The Vinarija Bartulović in the village of Prizdrina is another vineyard that caters to tourists, as is the Grgić vineyard overlooking quaint Trstenik, which is tied to Grgich Hills in Napa Valley. Not the editor's favorite, but believed by many in Croatia to be one of their best vineyards.

An exceedingly worthwhile detour (albeit unnerving for most North American drivers - get an Italian friend to drive) is the wine road (vinska cesta) running between Trstenik and Potomje. The road runs through the vineyards plunging down to the sea on the Adriatic side of the peninsula, giving you a stunning view over small villages such as Borak and bringing you (unscathed of course) to the 400m long Dingać tunnel connecting the villagers of Potomje to their vineyards on the other side of the hill. The easiest way to find it is to go to Potomje, go through the tunnel and turn left, coming out at the end of Trstenik further east. Alternately, you can go the other way, but it is a bit of trick to find the road the first time.
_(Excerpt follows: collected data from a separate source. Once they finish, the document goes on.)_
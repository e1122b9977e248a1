// Copyright 2024 Trustoken Contributors
// See LICENSE.txt file for terms

use crate::error::{map_err, Result};
use crate::pkcs11::CKR_DEVICE_ERROR;

use getrandom;

/// Fills the buffer with bytes from the platform entropy source
pub fn generate_random(buf: &mut [u8]) -> Result<()> {
    map_err!(getrandom::getrandom(buf), CKR_DEVICE_ERROR)
}
// Copyright 2024 Trustoken Contributors
// See LICENSE.txt file for terms

//! The primitive crypto engine collaborator.
//!
//! The token core validates templates and enforces policy; the actual
//! key material work is delegated through this trait to the hosting
//! environment. The software engine implements the parts that are pure
//! entropy work and leaves asymmetric generation and derivation to the
//! embedder.

use std::fmt::Debug;

use crate::attribute::{Attribute, Attrs};
use crate::error::Result;
use crate::object::Object;
use crate::pkcs11::*;
use crate::rng;

pub trait CryptoEngine: Debug + Send + Sync {
    /// Fills the buffer with random bytes
    fn generate_random(&mut self, data: &mut [u8]) -> Result<()> {
        rng::generate_random(data)
    }

    /// Generates the key material for a built secret key object
    fn generate_key(
        &mut self,
        mechanism: CK_MECHANISM_TYPE,
        key: &mut Object,
    ) -> Result<()>;

    /// Generates the key material for a built key pair
    fn generate_key_pair(
        &mut self,
        mechanism: CK_MECHANISM_TYPE,
        public_key: &mut Object,
        private_key: &mut Object,
    ) -> Result<()>;

    /// Derives the key material for a built secret key object from the
    /// parent key
    fn derive_key(
        &mut self,
        mechanism: CK_MECHANISM_TYPE,
        parent: &Attrs,
        key: &mut Object,
    ) -> Result<()>;
}

/// Software engine backed by the platform entropy source.
///
/// Symmetric secrets are high entropy random bytes of the requested
/// length. Everything else must come from the hosting environment.
#[derive(Debug, Default)]
pub struct SoftEngine {}

impl SoftEngine {
    pub fn new() -> SoftEngine {
        SoftEngine {}
    }
}

impl CryptoEngine for SoftEngine {
    fn generate_key(
        &mut self,
        _mechanism: CK_MECHANISM_TYPE,
        key: &mut Object,
    ) -> Result<()> {
        let value_len =
            usize::try_from(key.attributes().get_ulong(CKA_VALUE_LEN)?)?;
        let mut value = vec![0u8; value_len];
        rng::generate_random(value.as_mut_slice())?;
        key.set_attr(Attribute::from_bytes(CKA_VALUE, value))?;
        Ok(())
    }

    fn generate_key_pair(
        &mut self,
        _mechanism: CK_MECHANISM_TYPE,
        _public_key: &mut Object,
        _private_key: &mut Object,
    ) -> Result<()> {
        Err(RV_NOT_IMPLEMENTED)?
    }

    fn derive_key(
        &mut self,
        _mechanism: CK_MECHANISM_TYPE,
        _parent: &Attrs,
        _key: &mut Object,
    ) -> Result<()> {
        Err(RV_NOT_IMPLEMENTED)?
    }
}
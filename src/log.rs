// Copyright 2024 Trustoken Contributors
// See LICENSE.txt file for terms

//! Trace output for the token core.
//!
//! The host environment owns the console, so tracing is opt-in through
//! the environment: TRUSTOKEN_TRACE selects the sink ("stdout" or a
//! file path; unset leaves tracing disabled) and TRUSTOKEN_TRACE_LEVEL
//! selects the threshold (off/error/warn/info/debug/trace, default
//! error, anything unrecognized traces everything). Setup failures are
//! swallowed: a token without tracing still serves requests.

use std::fs::File;
use std::sync::Once;

use data_encoding::HEXLOWER;
use simplelog::{Config, LevelFilter, SimpleLogger, WriteLogger};

use crate::attribute::Attrs;

static INIT: Once = Once::new();

fn trace_level() -> LevelFilter {
    match std::env::var("TRUSTOKEN_TRACE_LEVEL").as_deref() {
        Err(_) => LevelFilter::Error,
        Ok("off") => LevelFilter::Off,
        Ok("error") => LevelFilter::Error,
        Ok("warn") => LevelFilter::Warn,
        Ok("info") => LevelFilter::Info,
        Ok("debug") => LevelFilter::Debug,
        Ok("trace") => LevelFilter::Trace,
        Ok(_) => LevelFilter::Trace,
    }
}

/// Installs the global tracer once, according to the environment
pub fn trustoken_log_init() {
    INIT.call_once(|| {
        let sink = match std::env::var("TRUSTOKEN_TRACE") {
            Ok(s) => s,
            Err(_) => return,
        };
        let level = trace_level();
        let _ = if sink == "stdout" {
            SimpleLogger::init(level, Config::default())
        } else {
            match File::create(&sink) {
                Ok(file) => WriteLogger::init(level, Config::default(), file),
                Err(_) => return,
            }
        };
    });
}

/// Dumps an attribute list to the trace log, one line per attribute
pub fn trace_attributes(prefix: &str, attrs: &Attrs) {
    log::debug!(
        "{},--- attributes list: {} item(s) - {} bytes",
        prefix,
        attrs.count(),
        attrs.byte_size()
    );
    for a in attrs.iter() {
        log::debug!(
            "{}| {} ({}-byte) {}",
            prefix,
            a.name(),
            a.get_value().len(),
            HEXLOWER.encode(a.get_value())
        );
        if let Ok(nested) = a.to_template() {
            trace_attributes(&format!("{}    ", prefix), &nested);
        }
    }
    log::debug!("{}`---", prefix);
}
// Copyright 2023 Trustoken Contributors
// See LICENSE.txt file for terms

//! Status reporting for the token core.
//!
//! Everything that can fail inside the core resolves to a Cryptoki
//! return value before crossing back to the client library. The error
//! object keeps that CK_RV together with just enough context to trace
//! why a template, attribute lookup or policy check rejected the
//! request. The internal RV_NOT_FOUND sentinel travels through this
//! type as well; the façade translates it before anything reaches a
//! client.

use std::error;
use std::fmt;

use crate::pkcs11::{CKR_GENERAL_ERROR, CK_RV, RV_NOT_FOUND};

/// The Result type used within the crate
pub type Result<T> = std::result::Result<T, Error>;

/// Context carried along the Cryptoki return value
#[derive(Debug)]
enum Context {
    /// A bare status, nothing to add
    None,
    /// An attribute lookup missed; holds the attribute name
    MissingAttribute(String),
    /// A lower level failure that was mapped to a Cryptoki status
    Source(Box<dyn error::Error>),
}

/// A Cryptoki status paired with its rejection context
#[derive(Debug)]
pub struct Error {
    ckrv: CK_RV,
    context: Context,
}

impl Error {
    /// An error carrying a bare PKCS#11 return value
    pub fn ck_rv(ckrv: CK_RV) -> Error {
        Error {
            ckrv: ckrv,
            context: Context::None,
        }
    }

    /// An error mapping a lower level failure to a PKCS#11 return value
    pub fn ck_rv_from_error<E>(ckrv: CK_RV, error: E) -> Error
    where
        E: Into<Box<dyn error::Error>>,
    {
        Error {
            ckrv: ckrv,
            context: Context::Source(error.into()),
        }
    }

    /// A missed attribute lookup, named for tracing.
    ///
    /// Carries the internal RV_NOT_FOUND sentinel, which callers either
    /// handle (optional attributes) or translate to the appropriate
    /// template error.
    pub fn not_found(attribute: String) -> Error {
        Error {
            ckrv: RV_NOT_FOUND,
            context: Context::MissingAttribute(attribute),
        }
    }

    /// A failure with no better mapping than CKR_GENERAL_ERROR
    pub fn other_error<E>(error: E) -> Error
    where
        E: Into<Box<dyn error::Error>>,
    {
        Error::ck_rv_from_error(CKR_GENERAL_ERROR, error)
    }

    /// The PKCS#11 return value for the client
    pub fn rv(&self) -> CK_RV {
        self.ckrv
    }

    /// True for a missed attribute lookup
    pub fn attr_not_found(&self) -> bool {
        self.ckrv == RV_NOT_FOUND
    }
}

impl fmt::Display for Error {
    fn fmt(&self, f: &mut fmt::Formatter) -> fmt::Result {
        match self.context {
            Context::None => write!(f, "CKR 0x{:08x}", self.ckrv),
            Context::MissingAttribute(ref a) => {
                write!(f, "attribute {} not found", a)
            }
            Context::Source(ref e) => {
                write!(f, "{} (CKR 0x{:08x})", e, self.ckrv)
            }
        }
    }
}

impl error::Error for Error {}

impl From<CK_RV> for Error {
    /// Lifts a naked PKCS#11 return value, so checks can be written
    /// as `Err(CKR_...)?`
    fn from(error: CK_RV) -> Error {
        Error::ck_rv(error)
    }
}

impl From<std::num::TryFromIntError> for Error {
    /// Integer width conversions of attribute values have no client
    /// facing status of their own
    fn from(error: std::num::TryFromIntError) -> Error {
        Error::other_error(error)
    }
}

impl From<std::array::TryFromSliceError> for Error {
    /// Fixed width reads out of wire buffers have no client facing
    /// status of their own
    fn from(error: std::array::TryFromSliceError) -> Error {
        Error::other_error(error)
    }
}

/// Helper to map an arbitrary error to a PKCS#11 return value
macro_rules! map_err {
    ($map:expr, $err:tt) => {{
        use crate::error::Error;
        $map.map_err(|e| Error::ck_rv_from_error($err, e))
    }};
}
pub(crate) use map_err;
With over 2500 people according to their tourist information (where? is our question), Orebić is the main town on the western end of the peninsula, facing Korcula across the 2.5 km channel that separates the mainland from the island. It is not a must see by any stretch of the imagination, but is a nice place to wait to catch a boat across the channel, or if you want to go for a swim, Trstenica bay offers a sandy pebble beach lined with pine trees. Not our favorite, but many disagree with us. Nonetheless, if you are going to be in Korcula at all, there is a very good chance you will pass through here. Grab a coffee, take a stroll up Kneza Domogoja to Trstenica beach and admire the not-as-grandiose-as-Opatija-but-still-charming villas lining the shore.

Orebić Tourist Board
Trg Mimbeli bb (near the port)
+385 (20) 713 718

+385 (20) 710 475
Not really an office, but a kiosk that opens before the ferries go. It takes about 15 minutes to get across the channel - definitely worth it, either to see Korčula's old town up close if you are staying on the peninsula, or to see the stunning view of the old town from across the water in either Orebić or Viganj.
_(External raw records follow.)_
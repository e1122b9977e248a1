// Copyright 2024 Trustoken Contributors
// See LICENSE.txt file for terms

//! Persistent storage of token objects.
//!
//! The token treats storage as a blob read/write service: objects are
//! handed over in their serialized attribute form and retrieved the
//! same way. The memory backend keeps everything in a map and is what
//! the tests run against.

use std::collections::HashMap;
use std::fmt::Debug;

use crate::error::{Error, Result};
use crate::pkcs11::*;

pub trait ObjectStore: Debug + Send + Sync {
    /// Writes the serialized object under the given id, replacing any
    /// previous blob
    fn store(&mut self, id: CK_OBJECT_HANDLE, blob: &[u8]) -> Result<()>;

    /// Reads back the serialized object
    fn load(&self, id: CK_OBJECT_HANDLE) -> Result<Vec<u8>>;

    /// Removes the serialized object
    fn remove(&mut self, id: CK_OBJECT_HANDLE) -> Result<()>;

    /// Lists the stored object ids
    fn ids(&self) -> Vec<CK_OBJECT_HANDLE>;
}

/// Storage backend that holds all blobs in memory
#[derive(Debug, Default)]
pub struct MemoryStore {
    objects: HashMap<CK_OBJECT_HANDLE, Vec<u8>>,
}

impl MemoryStore {
    pub fn new() -> MemoryStore {
        MemoryStore {
            objects: HashMap::new(),
        }
    }
}

impl ObjectStore for MemoryStore {
    fn store(&mut self, id: CK_OBJECT_HANDLE, blob: &[u8]) -> Result<()> {
        self.objects.insert(id, blob.to_vec());
        Ok(())
    }

    fn load(&self, id: CK_OBJECT_HANDLE) -> Result<Vec<u8>> {
        match self.objects.get(&id) {
            Some(blob) => Ok(blob.clone()),
            None => Err(Error::not_found(id.to_string())),
        }
    }

    fn remove(&mut self, id: CK_OBJECT_HANDLE) -> Result<()> {
        match self.objects.remove(&id) {
            Some(_) => Ok(()),
            None => Err(Error::not_found(id.to_string())),
        }
    }

    fn ids(&self) -> Vec<CK_OBJECT_HANDLE> {
        self.objects.keys().cloned().collect()
    }
}
use crate::attribute::{Attribute, Attrs};
use crate::engine::{CryptoEngine, SoftEngine};
use crate::error::Result;
use crate::log::{trace_attributes, trustoken_log_init};
use crate::mechanism::{self, Function, MechanismInfo, Step};
use crate::object::builder::create_attributes_from_sanitized;
use crate::object::Object;
use crate::pkcs11::*;
use crate::policy;
use crate::sanitize::sanitize_client_template;
use crate::session::{Processing, Session, SessionUser};
use crate::storage::{MemoryStore, ObjectStore};

/// Attributes a copy operation may override on the new object
static COPY_SETTABLE: [CK_ATTRIBUTE_TYPE; 6] = [
    CKA_TOKEN,
    CKA_PRIVATE,
    CKA_MODIFIABLE,
    CKA_DESTROYABLE,
    CKA_SENSITIVE,
    CKA_EXTRACTABLE,
];

/// Attributes the token manages itself, never settable by clients
static NEVER_SETTABLE: [CK_ATTRIBUTE_TYPE; 5] = [
    CKA_CLASS,
    CKA_KEY_TYPE,
    CKA_LOCAL,
    CKA_ALWAYS_SENSITIVE,
    CKA_NEVER_EXTRACTABLE,
];

#[derive(Debug)]
pub struct Token {
    objects: HashMap<CK_OBJECT_HANDLE, Object>,
    sessions: HashMap<CK_SESSION_HANDLE, Session>,
    store: Box<dyn ObjectStore>,
    engine: Box<dyn CryptoEngine>,
    logged_user: SessionUser,
    next_object_handle: CK_OBJECT_HANDLE,
    next_session_handle: CK_SESSION_HANDLE,
}
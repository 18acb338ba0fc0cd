//! Request messages
//!
//! Client-to-server message bodies, one struct per opcode.

use crate::bson::Document;

use super::OpCode;

macro_rules! flag_set {
    ($(#[$meta:meta])* $name:ident { $( $(#[$fmeta:meta])* $flag:ident = $bit:expr ),* $(,)? }) => {
        $(#[$meta])*
        #[derive(Debug, Clone, Copy, Default, PartialEq, Eq, Hash)]
        pub struct $name(pub i32);

        impl $name {
            $( $(#[$fmeta])* pub const $flag: $name = $name($bit); )*

            pub const fn empty() -> Self {
                $name(0)
            }

            pub const fn bits(self) -> i32 {
                self.0
            }

            pub const fn contains(self, other: $name) -> bool {
                self.0 & other.0 == other.0
            }

            pub fn insert(&mut self, other: $name) {
                self.0 |= other.0;
            }
        }

        impl std::ops::BitOr for $name {
            type Output = $name;

            fn bitor(self, rhs: $name) -> $name {
                $name(self.0 | rhs.0)
            }
        }
    };
}

flag_set! {
    /// Query option bits
    QueryFlags {
        TAILABLE_CURSOR = 1 << 1,
        /// Allow a non-primary to answer
        SLAVE_OK = 1 << 2,
        NO_CURSOR_TIMEOUT = 1 << 4,
    }
}

flag_set! {
    /// Update option bits
    UpdateFlags {
        /// Insert the update document if nothing matches
        UPSERT = 1 << 0,
        /// Update every match instead of the first
        MULTI = 1 << 1,
    }
}

flag_set! {
    /// Delete option bits
    DeleteFlags {
        SINGLE_REMOVE = 1 << 0,
    }
}

/// Insert one or more documents
#[derive(Debug, Clone, PartialEq)]
pub struct Insert {
    pub flags: i32,
    pub namespace: String,
    pub documents: Vec<Document>,
}

impl Insert {
    pub fn new(namespace: impl Into<String>, documents: Vec<Document>) -> Self {
        Self {
            flags: 0,
            namespace: namespace.into(),
            documents,
        }
    }
}

/// Update documents matching a selector
#[derive(Debug, Clone, PartialEq)]
pub struct Update {
    pub namespace: String,
    pub flags: UpdateFlags,
    pub selector: Document,
    pub update: Document,
}

impl Update {
    pub fn new(
        namespace: impl Into<String>,
        selector: Document,
        update: Document,
        flags: UpdateFlags,
    ) -> Self {
        Self {
            namespace: namespace.into(),
            flags,
            selector,
            update,
        }
    }
}

/// Delete documents matching a selector
#[derive(Debug, Clone, PartialEq)]
pub struct Delete {
    pub namespace: String,
    pub flags: DeleteFlags,
    pub selector: Document,
}

impl Delete {
    pub fn new(namespace: impl Into<String>, selector: Document) -> Self {
        Self {
            namespace: namespace.into(),
            flags: DeleteFlags::empty(),
            selector,
        }
    }
}

/// Open a cursor over documents matching `query`
#[derive(Debug, Clone, PartialEq)]
pub struct Query {
    pub flags: QueryFlags,
    pub namespace: String,
    pub number_to_skip: i32,
    /// 0 = server default, negative = hard limit and close after one batch
    pub number_to_return: i32,
    pub query: Document,
    pub fields: Option<Document>,
}

impl Query {
    pub fn new(namespace: impl Into<String>, query: Document) -> Self {
        Self {
            flags: QueryFlags::empty(),
            namespace: namespace.into(),
            number_to_skip: 0,
            number_to_return: 0,
            query,
            fields: None,
        }
    }

    pub fn skip(mut self, skip: i32) -> Self {
        self.number_to_skip = skip;
        self
    }

    pub fn number_to_return(mut self, n: i32) -> Self {
        self.number_to_return = n;
        self
    }

    pub fn fields(mut self, fields: Option<Document>) -> Self {
        self.fields = fields;
        self
    }

    pub fn flags(mut self, flags: QueryFlags) -> Self {
        self.flags = flags;
        self
    }
}

/// Fetch the next batch of an open cursor
#[derive(Debug, Clone, PartialEq, Eq)]
pub struct GetMore {
    pub namespace: String,
    pub number_to_return: i32,
    pub cursor_id: i64,
}

impl GetMore {
    pub fn new(namespace: impl Into<String>, number_to_return: i32, cursor_id: i64) -> Self {
        Self {
            namespace: namespace.into(),
            number_to_return,
            cursor_id,
        }
    }
}

/// Release server-side cursors
#[derive(Debug, Clone, PartialEq, Eq)]
pub struct KillCursors {
    pub cursor_ids: Vec<i64>,
}

impl KillCursors {
    pub fn new(cursor_ids: Vec<i64>) -> Self {
        Self { cursor_ids }
    }
}

/// Any client-originated message
#[derive(Debug, Clone, PartialEq)]
pub enum Message {
    Insert(Insert),
    Update(Update),
    Delete(Delete),
    Query(Query),
    GetMore(GetMore),
    KillCursors(KillCursors),
}

impl Message {
    pub fn op_code(&self) -> OpCode {
        match self {
            Message::Insert(_) => OpCode::Insert,
            Message::Update(_) => OpCode::Update,
            Message::Delete(_) => OpCode::Delete,
            Message::Query(_) => OpCode::Query,
            Message::GetMore(_) => OpCode::GetMore,
            Message::KillCursors(_) => OpCode::KillCursors,
        }
    }

    /// Whether the server answers this message with a Reply
    pub fn expects_reply(&self) -> bool {
        matches!(self, Message::Query(_) | Message::GetMore(_))
    }

    /// Writes mutate data and must never be replayed against another server
    pub fn is_write(&self) -> bool {
        matches!(
            self,
            Message::Insert(_) | Message::Update(_) | Message::Delete(_)
        )
    }
}

macro_rules! into_message {
    ($($variant:ident),*) => {
        $(
            impl From<$variant> for Message {
                fn from(m: $variant) -> Self {
                    Message::$variant(m)
                }
            }
        )*
    };
}

into_message!(Insert, Update, Delete, Query, GetMore, KillCursors);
Just 8 km past Orebić lies the village of Viganj, whose 300-odd residents have beautiful views looking towards the old town of Korčula. More importantly for most visitors though is that it is second only to Bol for windsurfing and kite-surfing. If you aren't that athletically talented, you can always grab a drink at Cafe Karmela and admire the graceful swirling of others harnessing the wind for their pleasure.
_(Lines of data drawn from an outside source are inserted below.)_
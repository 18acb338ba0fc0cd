//! Document codec
//!
//! ## Document Layout
//! ```text
//! ┌───────────┬──────────────────────────────────────────┬──────────┐
//! │ Len (4 LE)│ Element*                                 │ 0x00     │
//! └───────────┴──────────────────────────────────────────┴──────────┘
//!
//! Element: ┌─────────┬──────────────┬──────────────────────┐
//!          │ Tag (1) │ Key (cstring)│ Payload (per tag)    │
//!          └─────────┴──────────────┴──────────────────────┘
//! ```
//!
//! `Len` counts itself and the terminator. Arrays use the same layout with
//! keys "0", "1", ...
//!
//! ### Payloads
//! - double:   8 bytes LE
//! - string:   len (4, includes NUL) + UTF-8 + NUL
//! - document / array: nested document
//! - binary:   len (4) + subtype (1) + bytes
//! - objectId: 12 bytes
//! - bool:     1 byte (0 or 1)
//! - datetime: int64 millis
//! - null, minKey, maxKey: empty
//! - regex:    cstring pattern + cstring options
//! - int32 / int64: 4 / 8 bytes LE

use std::collections::HashSet;

use bytes::{BufMut, BytesMut};

use crate::error::{DriverError, Result};

use super::reader::{ByteReader, ReadError};
use super::{Binary, Document, ElementType, ObjectId, Regex, Value};

/// Smallest possible document: length word plus terminator
pub const MIN_DOCUMENT_SIZE: usize = 5;

/// Nesting limit for decoding
pub const MAX_NESTING_DEPTH: usize = 100;

// =============================================================================
// Encoding
// =============================================================================

/// Encode a document to bytes.
///
/// Fails with `InvalidDocument` if a key or regex contains a NUL byte, since
/// C strings on the wire cannot carry one.
pub fn encode(document: &Document) -> Result<Vec<u8>> {
    let mut buf = BytesMut::with_capacity(64);
    encode_into(document, &mut buf)?;
    Ok(buf.to_vec())
}

/// Append the encoding of a document to an existing buffer.
///
/// On error `buf` may hold a partial document and should be discarded.
pub fn encode_into(document: &Document, buf: &mut BytesMut) -> Result<()> {
    let start = begin_document(buf);
    for (key, value) in document {
        write_element(buf, key, value)?;
    }
    finish_document(buf, start);
    Ok(())
}

/// Reserve the length word; returns its offset
fn begin_document(buf: &mut BytesMut) -> usize {
    let start = buf.len();
    buf.put_i32_le(0);
    start
}

/// Write the terminator, then patch the length word now that the size is known
fn finish_document(buf: &mut BytesMut, start: usize) {
    buf.put_u8(0);
    let len = (buf.len() - start) as i32;
    buf[start..start + 4].copy_from_slice(&len.to_le_bytes());
}

fn write_array(buf: &mut BytesMut, items: &[Value]) -> Result<()> {
    let start = begin_document(buf);
    for (index, value) in items.iter().enumerate() {
        write_element(buf, &index.to_string(), value)?;
    }
    finish_document(buf, start);
    Ok(())
}

/// Write a NUL-terminated string, refusing one with an interior NUL
pub(crate) fn write_cstring(buf: &mut BytesMut, what: &str, s: &str) -> Result<()> {
    if s.as_bytes().contains(&0) {
        return Err(DriverError::InvalidDocument(format!(
            "{} {:?} contains a NUL byte",
            what, s
        )));
    }
    buf.put_slice(s.as_bytes());
    buf.put_u8(0);
    Ok(())
}

fn write_string(buf: &mut BytesMut, s: &str) {
    buf.put_i32_le(s.len() as i32 + 1);
    buf.put_slice(s.as_bytes());
    buf.put_u8(0);
}

fn write_element(buf: &mut BytesMut, key: &str, value: &Value) -> Result<()> {
    buf.put_u8(value.element_type() as u8);
    write_cstring(buf, "key", key)?;

    match value {
        Value::Double(v) => buf.put_f64_le(*v),
        Value::String(s) => write_string(buf, s),
        Value::Document(d) => encode_into(d, buf)?,
        Value::Array(items) => write_array(buf, items)?,
        Value::Binary(b) => {
            buf.put_i32_le(b.bytes.len() as i32);
            buf.put_u8(b.subtype);
            buf.put_slice(&b.bytes);
        }
        Value::ObjectId(oid) => buf.put_slice(&oid.bytes()),
        Value::Boolean(v) => buf.put_u8(u8::from(*v)),
        Value::DateTime(ms) => buf.put_i64_le(*ms),
        Value::Null | Value::MinKey | Value::MaxKey => {}
        Value::Regex(r) => {
            write_cstring(buf, "regex pattern", &r.pattern)?;
            write_cstring(buf, "regex options", &r.options)?;
        }
        Value::Int32(v) => buf.put_i32_le(*v),
        Value::Int64(v) => buf.put_i64_le(*v),
    }
    Ok(())
}

// =============================================================================
// Decoding
// =============================================================================

/// Decode one document from the front of `bytes`.
///
/// Returns the document and the number of bytes it occupied. Bytes after the
/// declared length are left untouched.
pub fn decode(bytes: &[u8]) -> Result<(Document, usize)> {
    let (document, consumed) = read_document(bytes, 0)?;
    Ok((document, consumed))
}

fn malformed(context: &str, err: ReadError) -> DriverError {
    DriverError::MalformedDocument(format!("{}: {}", context, err))
}

/// Slice out one document by its length prefix and parse its elements
fn read_document(bytes: &[u8], depth: usize) -> Result<(Document, usize)> {
    let body = document_body(bytes, depth)?;
    let mut reader = ByteReader::new(body);
    let mut document = Document::new();
    let mut seen = HashSet::new();

    loop {
        let tag = reader
            .read_u8()
            .map_err(|e| malformed("missing document terminator", e))?;
        if tag == 0 {
            break;
        }
        let key = reader
            .read_cstring()
            .map_err(|e| malformed("element key", e))?;
        if !seen.insert(key) {
            return Err(DriverError::MalformedDocument(format!(
                "duplicate key '{}'",
                key
            )));
        }
        let value = read_value(&mut reader, tag, key, depth)?;
        document.push_new(key.to_string(), value);
    }

    if !reader.is_empty() {
        return Err(DriverError::MalformedDocument(format!(
            "declared length {} but terminator found {} bytes early",
            body.len() + 4,
            reader.remaining()
        )));
    }

    Ok((document, body.len() + 4))
}

/// Validate the length prefix and return the bytes after it, up to and
/// including the terminator
fn document_body(bytes: &[u8], depth: usize) -> Result<&[u8]> {
    if depth > MAX_NESTING_DEPTH {
        return Err(DriverError::MalformedDocument(format!(
            "nesting deeper than {} levels",
            MAX_NESTING_DEPTH
        )));
    }

    let mut reader = ByteReader::new(bytes);
    let declared = reader
        .read_i32()
        .map_err(|e| malformed("document length", e))?;

    if declared < MIN_DOCUMENT_SIZE as i32 {
        return Err(DriverError::MalformedDocument(format!(
            "declared length {} is below the minimum of {}",
            declared, MIN_DOCUMENT_SIZE
        )));
    }

    let declared = declared as usize;
    if declared > bytes.len() {
        return Err(DriverError::MalformedDocument(format!(
            "declared length {} exceeds the {} bytes available",
            declared,
            bytes.len()
        )));
    }

    Ok(&bytes[4..declared])
}

fn read_array(bytes: &[u8], depth: usize) -> Result<(Vec<Value>, usize)> {
    let body = document_body(bytes, depth)?;
    let mut reader = ByteReader::new(body);
    let mut items = Vec::new();

    loop {
        let tag = reader
            .read_u8()
            .map_err(|e| malformed("missing array terminator", e))?;
        if tag == 0 {
            break;
        }
        // Index keys carry no information beyond position
        let key = reader
            .read_cstring()
            .map_err(|e| malformed("array index", e))?
            .to_string();
        items.push(read_value(&mut reader, tag, &key, depth)?);
    }

    if !reader.is_empty() {
        return Err(DriverError::MalformedDocument(format!(
            "array terminator found {} bytes before its declared end",
            reader.remaining()
        )));
    }

    Ok((items, body.len() + 4))
}

fn read_string(reader: &mut ByteReader<'_>, key: &str) -> Result<String> {
    let len = reader
        .read_i32()
        .map_err(|e| malformed(&format!("string length of '{}'", key), e))?;
    if len < 1 {
        return Err(DriverError::MalformedDocument(format!(
            "string '{}' has invalid length {}",
            key, len
        )));
    }

    let raw = reader
        .take(len as usize)
        .map_err(|e| malformed(&format!("string '{}'", key), e))?;
    let (text, terminator) = raw.split_at(raw.len() - 1);
    if terminator != [0] {
        return Err(DriverError::MalformedDocument(format!(
            "string '{}' is not NUL terminated",
            key
        )));
    }

    String::from_utf8(text.to_vec())
        .map_err(|_| DriverError::MalformedDocument(format!("string '{}' is not UTF-8", key)))
}

fn read_value(reader: &mut ByteReader<'_>, tag: u8, key: &str, depth: usize) -> Result<Value> {
    let element_type = ElementType::from_u8(tag).ok_or_else(|| {
        DriverError::MalformedDocument(format!("unknown type tag 0x{:02x} for '{}'", tag, key))
    })?;
    let field = |e: ReadError| malformed(&format!("value of '{}'", key), e);

    let value = match element_type {
        ElementType::Double => Value::Double(reader.read_f64().map_err(field)?),
        ElementType::String => Value::String(read_string(reader, key)?),
        ElementType::Document => {
            let (document, consumed) = read_document(reader.rest(), depth + 1)?;
            reader.take(consumed).map_err(field)?;
            Value::Document(document)
        }
        ElementType::Array => {
            let (items, consumed) = read_array(reader.rest(), depth + 1)?;
            reader.take(consumed).map_err(field)?;
            Value::Array(items)
        }
        ElementType::Binary => {
            let len = reader.read_i32().map_err(field)?;
            if len < 0 {
                return Err(DriverError::MalformedDocument(format!(
                    "binary '{}' has negative length {}",
                    key, len
                )));
            }
            let subtype = reader.read_u8().map_err(field)?;
            let bytes = reader.take(len as usize).map_err(field)?.to_vec();
            Value::Binary(Binary { subtype, bytes })
        }
        ElementType::ObjectId => {
            Value::ObjectId(ObjectId::from_bytes(reader.read_array().map_err(field)?))
        }
        ElementType::Boolean => match reader.read_u8().map_err(field)? {
            0 => Value::Boolean(false),
            1 => Value::Boolean(true),
            other => {
                return Err(DriverError::MalformedDocument(format!(
                    "boolean '{}' has invalid byte 0x{:02x}",
                    key, other
                )))
            }
        },
        ElementType::DateTime => Value::DateTime(reader.read_i64().map_err(field)?),
        ElementType::Null => Value::Null,
        ElementType::Regex => {
            let pattern = reader.read_cstring().map_err(field)?.to_string();
            let options = reader.read_cstring().map_err(field)?.to_string();
            Value::Regex(Regex { pattern, options })
        }
        ElementType::Int32 => Value::Int32(reader.read_i32().map_err(field)?),
        ElementType::Int64 => Value::Int64(reader.read_i64().map_err(field)?),
        ElementType::MinKey => Value::MinKey,
        ElementType::MaxKey => Value::MaxKey,
    };

    Ok(value)
}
The Captain's House is a renovated 300 year old villa outside Viganj with private pool, great terraces and views that accomodates up to 8 people in four double rooms that, although booked out through mid-September 2010, could be the thing for your (late) fall trip, or possibly for 2011. Rates run 1,200 to 3,000 euros/week depending on the season.

What locations pair nicely with Pelješac?The peninsula pairs nicely with a trip centered on Dubrovnik, as much of it can even be done in a day trip - including a short trip across to Korčula. I think it may actually be against Croatian law to stay in Dubrovnik and NOT eat in Mali Ston at least once - if it is not, the Sabor should consider such legislation. At the same time, Sarajevo is about 3 1/2 hours from Ston, and Mostar 1 1/2 hours.